*WORK TASK:* Take the listing that follows and copy it precisely.

+ + + +

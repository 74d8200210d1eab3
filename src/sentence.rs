//! Wire codec of the structured management API.
//!
//! A sentence is a sequence of words terminated by an empty word. Each word
//! is prefixed by its length in a 1 to 5 byte variable encoding:
//!
//! | length            | prefix                          |
//! |-------------------|---------------------------------|
//! | `< 0x80`          | 1 byte                          |
//! | `< 0x4000`        | 2 bytes, `len \| 0x8000`        |
//! | `< 0x20_0000`     | 3 bytes, `len \| 0xC0_0000`     |
//! | `< 0x1000_0000`   | 4 bytes, `len \| 0xE000_0000`   |
//! | otherwise         | `0xF0` then 4 bytes             |
use std::io::{self, Read, Write};

/// Words larger than this are treated as a framing error rather than
/// allocated.
pub const MAX_WORD_BYTES: usize = 16 * 1024 * 1024;

#[derive(Debug, thiserror::Error)]
pub enum WireError {
    #[error("io: {0}")]
    Io(#[from] io::Error),
    #[error("reserved length prefix byte 0x{0:02x}")]
    ControlByte(u8),
    #[error("word of {0} bytes exceeds limit")]
    WordTooLong(usize),
    #[error("empty sentence")]
    EmptySentence,
}

/// Append the length prefix for a word of `len` bytes.
pub fn encode_length(len: usize, out: &mut Vec<u8>) {
    let n = len as u32;
    if len < 0x80 {
        out.push(n as u8);
    } else if len < 0x4000 {
        out.extend_from_slice(&((n | 0x8000) as u16).to_be_bytes());
    } else if len < 0x20_0000 {
        out.extend_from_slice(&(n | 0xC0_0000).to_be_bytes()[1..]);
    } else if len < 0x1000_0000 {
        out.extend_from_slice(&(n | 0xE000_0000).to_be_bytes());
    } else {
        out.push(0xF0);
        out.extend_from_slice(&n.to_be_bytes());
    }
}

/// Read one length prefix.
pub fn read_length<R: Read>(r: &mut R) -> Result<usize, WireError> {
    let first = read_u8(r)?;
    let (extra, head) = match first {
        b if b & 0x80 == 0x00 => (0, b as u32),
        b if b & 0xC0 == 0x80 => (1, (b & 0x3F) as u32),
        b if b & 0xE0 == 0xC0 => (2, (b & 0x1F) as u32),
        b if b & 0xF0 == 0xE0 => (3, (b & 0x0F) as u32),
        0xF0 => (4, 0),
        b => return Err(WireError::ControlByte(b)),
    };
    let mut len = head;
    for _ in 0..extra {
        len = (len << 8) | read_u8(r)? as u32;
    }
    Ok(len as usize)
}

fn read_u8<R: Read>(r: &mut R) -> io::Result<u8> {
    let mut b = [0u8; 1];
    r.read_exact(&mut b)?;
    Ok(b[0])
}

/// Encode `words` as one sentence, including the terminating empty word.
pub fn encode_sentence<S: AsRef<str>>(words: &[S]) -> Vec<u8> {
    let mut out = Vec::new();
    for w in words {
        let bytes = w.as_ref().as_bytes();
        encode_length(bytes.len(), &mut out);
        out.extend_from_slice(bytes);
    }
    out.push(0);
    out
}

pub fn write_sentence<W: Write, S: AsRef<str>>(w: &mut W, words: &[S]) -> io::Result<()> {
    w.write_all(&encode_sentence(words))?;
    w.flush()
}

/// Read words up to and including the terminating empty word.
pub fn read_sentence<R: Read>(r: &mut R) -> Result<Sentence, WireError> {
    let mut words = Vec::new();
    loop {
        let len = read_length(r)?;
        if len == 0 {
            break;
        }
        if len > MAX_WORD_BYTES {
            return Err(WireError::WordTooLong(len));
        }
        let mut buf = vec![0u8; len];
        r.read_exact(&mut buf)?;
        words.push(String::from_utf8_lossy(&buf).into_owned());
    }
    if words.is_empty() {
        return Err(WireError::EmptySentence);
    }
    Ok(Sentence { words })
}

/// Kind of reply, taken from the first word.
#[derive(Debug, Clone, Copy, PartialEq, Eq)]
pub enum Reply {
    Done,
    Re,
    Trap,
    Fatal,
    Other,
}

#[derive(Debug, Clone, PartialEq, Eq)]
pub struct Sentence {
    pub words: Vec<String>,
}

impl Sentence {
    pub fn reply(&self) -> Reply {
        match self.words.first().map(String::as_str) {
            Some("!done") => Reply::Done,
            Some("!re") => Reply::Re,
            Some("!trap") => Reply::Trap,
            Some("!fatal") => Reply::Fatal,
            _ => Reply::Other,
        }
    }

    /// `=key=value` attribute words, in order.
    pub fn attributes(&self) -> impl Iterator<Item = (&str, &str)> {
        self.words.iter().skip(1).filter_map(|w| {
            let rest = w.strip_prefix('=')?;
            Some(rest.split_once('=').unwrap_or((rest, "")))
        })
    }

    pub fn attribute(&self, key: &str) -> Option<&str> {
        self.attributes().find(|(k, _)| *k == key).map(|(_, v)| v)
    }

    /// Error text carried by a `!trap` or `!fatal`. `!fatal` puts it in a
    /// bare word instead of a `=message=` attribute.
    pub fn message(&self) -> String {
        if let Some(m) = self.attribute("message") {
            return m.to_string();
        }
        self.words
            .iter()
            .skip(1)
            .filter(|w| !w.starts_with('=') && !w.starts_with('.'))
            .cloned()
            .collect::<Vec<_>>()
            .join(" ")
    }
}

+ + + +

*YOUR SOLUTION:*
repository 74d8200210d1eab3
filename src/sentence.rs
//! Wire codec of the structured management API.
//!
//! A sentence is a sequence of words terminated by an empty word. Each word
//! is prefixed by its length in a 1 to 5 byte variable encoding:
//!
//! | length            | prefix                          |
//! |-------------------|---------------------------------|
//! | `< 0x80`          | 1 byte                          |
//! | `< 0x4000`        | 2 bytes, `len \| 0x8000`        |
//! | `< 0x20_0000`     | 3 bytes, `len \| 0xC0_0000`     |
//! | `< 0x1000_0000`   | 4 bytes, `len \| 0xE000_0000`   |
//! | otherwise         | `0xF0` then 4 bytes             |
use std::io::{self, Read, Write};

/// Words larger than this are treated as a framing error rather than
/// allocated.
pub const MAX_WORD_BYTES: usize = 16 * 1024 * 1024;

#[derive(Debug, thiserror::Error)]
pub enum WireError {
    #[error("io: {0}")]
    Io(#[from] io::Error),
    #[error("reserved length prefix byte 0x{0:02x}")]
    ControlByte(u8),
    #[error("word of {0} bytes exceeds limit")]
    WordTooLong(usize),
    #[error("empty sentence")]
    EmptySentence,
}

/// Append the length prefix for a word of `len` bytes.
pub fn encode_length(len: usize, out: &mut Vec<u8>) {
    let n = len as u32;
    if len < 0x80 {
        out.push(n as u8);
    } else if len < 0x4000 {
        out.extend_from_slice(&((n | 0x8000) as u16).to_be_bytes());
    } else if len < 0x20_0000 {
        out.extend_from_slice(&(n | 0xC0_0000).to_be_bytes()[1..]);
    } else if len < 0x1000_0000 {
        out.extend_from_slice(&(n | 0xE000_0000).to_be_bytes());
    } else {
        out.push(0xF0);
        out.extend_from_slice(&n.to_be_bytes());
    }
}

/// Read one length prefix.
pub fn read_length<R: Read>(r: &mut R) -> Result<usize, WireError> {
    let first = read_u8(r)?;
    let (extra, head) = match first {
        b if b & 0x80 == 0x00 => (0, b as u32),
        b if b & 0xC0 == 0x80 => (1, (b & 0x3F) as u32),
        b if b & 0xE0 == 0xC0 => (2, (b & 0x1F) as u32),
        b if b & 0xF0 == 0xE0 => (3, (b & 0x0F) as u32),
        0xF0 => (4, 0),
        b => return Err(WireError::ControlByte(b)),
    };
    let mut len = head;
    for _ in 0..extra {
        len = (len << 8) | read_u8(r)? as u32;
    }
    Ok(len as usize)
}

fn read_u8<R: Read>(r: &mut R) -> io::Result<u8> {
    let mut b = [0u8; 1];
    r.read_exact(&mut b)?;
    Ok(b[0])
}

/// Encode `words` as one sentence, including the terminating empty word.
pub fn encode_sentence<S: AsRef<str>>(words: &[S]) -> Vec<u8> {
    let mut out = Vec::new();
    for w in words {
        let bytes = w.as_ref().as_bytes();
        encode_length(bytes.len(), &mut out);
        out.extend_from_slice(bytes);
    }
    out.push(0);
    out
}

pub fn write_sentence<W: Write, S: AsRef<str>>(w: &mut W, words: &[S]) -> io::Result<()> {
    w.write_all(&encode_sentence(words))?;
    w.flush()
}

/// Read words up to and including the terminating empty word.
pub fn read_sentence<R: Read>(r: &mut R) -> Result<Sentence, WireError> {
    let mut words = Vec::new();
    loop {
        let len = read_length(r)?;
        if len == 0 {
            break;
        }
        if len > MAX_WORD_BYTES {
            return Err(WireError::WordTooLong(len));
        }
        let mut buf = vec![0u8; len];
        r.read_exact(&mut buf)?;
        words.push(String::from_utf8_lossy(&buf).into_owned());
    }
    if words.is_empty() {
        return Err(WireError::EmptySentence);
    }
    Ok(Sentence { words })
}

/// Kind of reply, taken from the first word.
#[derive(Debug, Clone, Copy, PartialEq, Eq)]
pub enum Reply {
    Done,
    Re,
    Trap,
    Fatal,
    Other,
}

#[derive(Debug, Clone, PartialEq, Eq)]
pub struct Sentence {
    pub words: Vec<String>,
}

impl Sentence {
    pub fn reply(&self) -> Reply {
        match self.words.first().map(String::as_str) {
            Some("!done") => Reply::Done,
            Some("!re") => Reply::Re,
            Some("!trap") => Reply::Trap,
            Some("!fatal") => Reply::Fatal,
            _ => Reply::Other,
        }
    }

    /// `=key=value` attribute words, in order.
    pub fn attributes(&self) -> impl Iterator<Item = (&str, &str)> {
        self.words.iter().skip(1).filter_map(|w| {
            let rest = w.strip_prefix('=')?;
            Some(rest.split_once('=').unwrap_or((rest, "")))
        })
    }

    pub fn attribute(&self, key: &str) -> Option<&str> {
        self.attributes().find(|(k, _)| *k == key).map(|(_, v)| v)
    }

    /// Error text carried by a `!trap` or `!fatal`. `!fatal` puts it in a
    /// bare word instead of a `=message=` attribute.
    pub fn message(&self) -> String {
        if let Some(m) = self.attribute("message") {
            return m.to_string();
        }
        self.words
            .iter()
            .skip(1)
            .filter(|w| !w.starts_with('=') && !w.starts_with('.'))
            .cloned()
            .collect::<Vec<_>>()
            .join(" ")
    }
}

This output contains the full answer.